66fc39b8ee3b2b6c.tex
1: \begin{abstract}
2: 
3:     Stochastic gradient descent (SGD) method is popular for solving non-convex optimization problems in machine learning.
4:     This work investigates SGD from a viewpoint of graduated optimization, which is a widely applied approach for non-convex optimization problems.
5:     Instead of the actual optimization problem, a series of smoothed optimization problems that can be achieved in various ways are solved in the graduated optimization approach.
6:     In this work, a formal formulation of the graduated optimization is provided based on the nonnegative approximate identity, which generalizes the idea of Gaussian smoothing.

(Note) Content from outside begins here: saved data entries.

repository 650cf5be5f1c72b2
//! Appointment (cita) models.

use serde::{Deserialize, Serialize};

use super::validate::{require_date, require_text, require_time, Validate, ValidationError};

/// Appointment lifecycle status.
///
/// Stored as free text in practice, but display branching and aggregates need
/// a closed set, so recognized tokens are canonicalized case-insensitively on
/// parse. Anything else survives round-trips verbatim through `Other`.
#[derive(Debug, Clone, Serialize, Deserialize, PartialEq, Eq)]
#[serde(from = "String", into = "String")]
pub enum AppointmentStatus {
    Programada,
    Confirmada,
    Realizada,
    Cancelada,
    Other(String),
}

impl AppointmentStatus {
    /// Canonical storage token.
    pub fn as_str(&self) -> &str {
        match self {
            AppointmentStatus::Programada => "Programada",
            AppointmentStatus::Confirmada => "Confirmada",
            AppointmentStatus::Realizada => "Realizada",
            AppointmentStatus::Cancelada => "Cancelada",
            AppointmentStatus::Other(s) => s,
        }
    }

    pub fn is_cancelled(&self) -> bool {
        matches!(self, AppointmentStatus::Cancelada)
    }
}

impl Default for AppointmentStatus {
    fn default() -> Self {
        AppointmentStatus::Programada
    }
}

impl From<String> for AppointmentStatus {
    fn from(token: String) -> Self {
        match token.trim().to_lowercase().as_str() {
            "programada" => AppointmentStatus::Programada,
            "confirmada" => AppointmentStatus::Confirmada,
            "realizada" => AppointmentStatus::Realizada,
            "cancelada" => AppointmentStatus::Cancelada,
            _ => AppointmentStatus::Other(token),
        }
    }
}

impl From<AppointmentStatus> for String {
    fn from(status: AppointmentStatus) -> Self {
        status.as_str().to_string()
    }
}

/// A scheduled clinical visit belonging to one patient.
#[derive(Debug, Clone, Serialize, Deserialize, PartialEq)]
pub struct Appointment {
    pub id_cita: i64,
    /// Owning patient id.
    pub id_paciente: i64,
    /// Visit date, ISO `YYYY-MM-DD`.
    pub fecha: String,
    /// Time of day, `HH:MM` or `HH:MM:SS`.
    pub hora: String,
    /// Reason for the visit.
    pub motivo: String,
    /// Assigned clinician, if any.
    pub medico_asignado: Option<String>,
    #[serde(default)]
    pub estatus: AppointmentStatus,
}

/// Payload for creating or updating an appointment.
#[derive(Debug, Clone, Default, Serialize, Deserialize, PartialEq)]
pub struct NewAppointment {
    pub fecha: String,
    pub hora: String,
    pub motivo: String,
    pub medico_asignado: Option<String>,
    #[serde(default)]
    pub estatus: AppointmentStatus,
}

impl NewAppointment {
    /// Create a payload with the required fields set.
    pub fn new(fecha: String, hora: String, motivo: String) -> Self {
        Self {
            fecha,
            hora,
            motivo,
            ..Self::default()
        }
    }
}

impl Validate for NewAppointment {
    fn validate(&self) -> Result<(), ValidationError> {
        require_date("fecha", &self.fecha)?;
        require_time("hora", &self.hora)?;
        require_text("motivo", &self.motivo)?;
        Ok(())
    }
}
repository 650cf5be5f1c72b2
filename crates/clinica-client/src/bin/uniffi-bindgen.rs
fn main() {
    uniffi::uniffi_bindgen_main()
}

7:     Also, an asymptotic convergence result is achieved with the techniques in variational analysis.
8:     Then, we show that the traditional SGD method can be applied to solve the smoothed optimization problem.
9:     The Monte Carlo integration is used to achieve the gradient in the smoothed problem, which may be consistent with distributed computing schemes in real-life applications.
10:     From the assumptions on the actual optimization problem, the convergence results of SGD for the smoothed problem can be derived straightforwardly.
11:     Numerical examples show evidence that the graduated optimization approach may provide more accurate training results in certain cases. 
12: 
13: \end{abstract}
14: